Kindle Direct Publishing is separate from the Amazon Select program. Anyone can publish through KDP. But joining the Select program requires exclusivity. If you don't want to be exclusive, just don't join Select. Simple as that.


----------



## sankunai (Mar 12, 2015)

thanks a lot everyone .  This is super exciting, haha.


----------



## Mark (Mar 13, 2015)

I recommend publishing directly with the platforms, if you can. As you live in Canada, it's probably a good idea to publish directly with Kobo Writing Life (a Canadian company). And with Barnes and Noble and Apple iBooks (if you own a macbook), if not you could use a distributor like Smashwords or D2D. 

Distributors deduct about 10%, but do offer convenience. I publish directly with Amazon and Kobo. Because I live in Asia, neither B&N nor Apple will let me publish directly, so I use D2D for those, and some other distributors. 

Of course, if you decide to go exclusive with Amazon, then the choice is simple.


----------



## PaulineMRoss (Mar 15, 2015)

For a beginner, I recommend starting with exclusivity with Amazon (ie joining the KDP Select program). It simplifies things by having only one site to deal with, it gives you benefits like free or discounted promotions, and readers in Kindle Unlimited can borrow your book (for which you get paid). It's only a 90 day commitment, and once you've worked out what's what, you can decide whether to re-enroll or go wide (publish to Kobo, iBooks, etc).

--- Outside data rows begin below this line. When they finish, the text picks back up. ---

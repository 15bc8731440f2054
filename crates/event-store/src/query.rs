use chrono::{DateTime, Utc};

use crate::{AggregateId, Version};

/// Builder for cross-aggregate audit queries.
///
/// Allows filtering stored events by aggregate id/type, event type,
/// version range, and time range. Results keep global insertion order.
#[derive(Debug, Clone, Default)]
pub struct EventQuery {
    /// Filter by aggregate ID.
    pub aggregate_id: Option<AggregateId>,

    /// Filter by aggregate type.
    pub aggregate_type: Option<String>,

    /// Filter by event types (any of these types).
    pub event_types: Option<Vec<String>>,

    /// Filter by minimum version (inclusive).
    pub from_version: Option<Version>,

    /// Filter by maximum version (inclusive).
    pub to_version: Option<Version>,

    /// Filter by events at or after this timestamp.
    pub from_timestamp: Option<DateTime<Utc>>,

    /// Filter by events at or before this timestamp.
    pub to_timestamp: Option<DateTime<Utc>>,

    /// Maximum number of events to return.
    pub limit: Option<usize>,

    /// Number of matching events to skip.
    pub offset: Option<usize>,
}

impl EventQuery {
    /// Creates a new empty query (matches everything).
    pub fn new() -> Self {
        Self::default()
    }

    /// Creates a query for a specific aggregate.
    pub fn for_aggregate(aggregate_id: AggregateId) -> Self {
        Self {
            aggregate_id: Some(aggregate_id),
            ..Default::default()
        }
    }

    /// Creates a query for events of a specific type.
    pub fn for_event_type(event_type: impl Into<String>) -> Self {
        Self {
            event_types: Some(vec![event_type.into()]),
            ..Default::default()
        }
    }

    /// Filters by aggregate ID.
    pub fn aggregate_id(mut self, id: AggregateId) -> Self {
        self.aggregate_id = Some(id);
        self
    }

    /// Filters by aggregate type.
    pub fn aggregate_type(mut self, aggregate_type: impl Into<String>) -> Self {
        self.aggregate_type = Some(aggregate_type.into());
        self
    }

    /// Filters by a single event type.
    pub fn event_type(mut self, event_type: impl Into<String>) -> Self {
        self.event_types = Some(vec![event_type.into()]);
        self
    }

    /// Filters by multiple event types (any of these).
    pub fn event_types(mut self, event_types: Vec<String>) -> Self {
        self.event_types = Some(event_types);
        self
    }

    /// Filters to events at or above this version.
    pub fn from_version(mut self, version: Version) -> Self {
        self.from_version = Some(version);
        self
    }

    /// Filters to events at or below this version.
    pub fn to_version(mut self, version: Version) -> Self {
        self.to_version = Some(version);
        self
    }

    /// Filters to events at or after this timestamp.
    pub fn from_timestamp(mut self, timestamp: DateTime<Utc>) -> Self {
        self.from_timestamp = Some(timestamp);
        self
    }

    /// Filters to events at or before this timestamp.
    pub fn to_timestamp(mut self, timestamp: DateTime<Utc>) -> Self {
        self.to_timestamp = Some(timestamp);
        self
    }

    /// Limits the number of events returned.
    pub fn limit(mut self, limit: usize) -> Self {
        self.limit = Some(limit);
        self
    }

    /// Skips this many matching events before returning results.
    pub fn offset(mut self, offset: usize) -> Self {
        self.offset = Some(offset);
        self
    }

    /// Returns true if the given event matches every filter in this query.
    pub fn matches(&self, event: &crate::StoredEvent) -> bool {
        if let Some(ref id) = self.aggregate_id
            && &event.aggregate_id != id
        {
            return false;
        }
        if let Some(ref agg_type) = self.aggregate_type
            && &event.aggregate_type != agg_type
        {
            return false;
        }
        if let Some(ref types) = self.event_types
            && !types.contains(&event.event_type)
        {
            return false;
        }
        if let Some(from) = self.from_version
            && event.version < from
        {
            return false;
        }
        if let Some(to) = self.to_version
            && event.version > to
        {
            return false;
        }
        if let Some(from) = self.from_timestamp
            && event.occurred_on < from
        {
            return false;
        }
        if let Some(to) = self.to_timestamp
            && event.occurred_on > to
        {
            return false;
        }
        true
    }
}

#[cfg(test)]
mod tests {
    use super::*;

    #[test]
    fn query_for_aggregate() {
        let id = AggregateId::new("cart-u1");
        let query = EventQuery::for_aggregate(id.clone());

        assert_eq!(query.aggregate_id, Some(id));
        assert!(query.event_types.is_none());
    }

    #[test]
    fn query_for_event_type() {
        let query = EventQuery::for_event_type("ItemAdded");

        assert!(query.aggregate_id.is_none());
        assert_eq!(query.event_types, Some(vec!["ItemAdded".to_string()]));
    }

    #[test]
    fn query_builder_chain() {
        let id = AggregateId::new("product-42");
        let query = EventQuery::new()
            .aggregate_id(id.clone())
            .event_type("ProductCreated")
            .from_version(Version::new(1))
            .to_version(Version::new(10))
            .limit(100)
            .offset(0);

        assert_eq!(query.aggregate_id, Some(id));
        assert_eq!(query.event_types, Some(vec!["ProductCreated".to_string()]));
        assert_eq!(query.from_version, Some(Version::new(1)));
        assert_eq!(query.to_version, Some(Version::new(10)));
        assert_eq!(query.limit, Some(100));
        assert_eq!(query.offset, Some(0));
    }
}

The very best site I've found for all things self-publishing and advice from experts is the Writers' Cafe at Kboards.

You could also look at the 2 books by David Gaughran about self-publishing, Let's Get Digital, and marketing, Let's Get Visible.

Good luck!


----------



## Mark (Mar 15, 2015)

PaulineMRoss said:


> For a beginner, I recommend starting with exclusivity with Amazon (ie joining the KDP Select program). It simplifies things by having only one site to deal with


.

It does simplify things, and it works for some people, but it's possible an author will sell well on another platform too. I sell about 50% of my books on Amazon and about 40% on Kobo and B&N. 

There's also the eggs in a basket argument. 



> You could also look at the 2 books by David Gaughran about self-publishing, Let's Get Digital, and marketing, Let's Get Visible.



Well worth buying, and his website it worth following too.


----------



## PaulineMRoss (Mar 15, 2015)

Mark said:


> It does simplify things, and it works for some people, but it's possible an author will sell well on another platform too. I sell about 50% of my books on Amazon and about 40% on Kobo and B&N. There's also the eggs in a basket argument.



There are good arguments on both sides. The eggs-in-a-basket one is sound, but you also have to consider the money.

At the moment, I get 3 times as many borrows from Kindle Unlimited as outright sales. I don't imagine all those borrows would have been sales, so that's money in the bank for me. I've also used the KDP Select promotions, combined with paid ads, and that's been very effective at selling books and boosting my sales rank.

There are authors for whom Select doesn't work well, and they'd be better going wide - mega-sellers, for instance, and those selling fewer than a book a day or so. For those in the middle, particularly unknown authors wanting people to take a chance on them, KU is a benefit (in my opinion, although it does depend on genre).

For long-term career health, going wide is almost certainly the answer. For a debut, trying a 90-day commitment to Select before going wide makes sense.


----------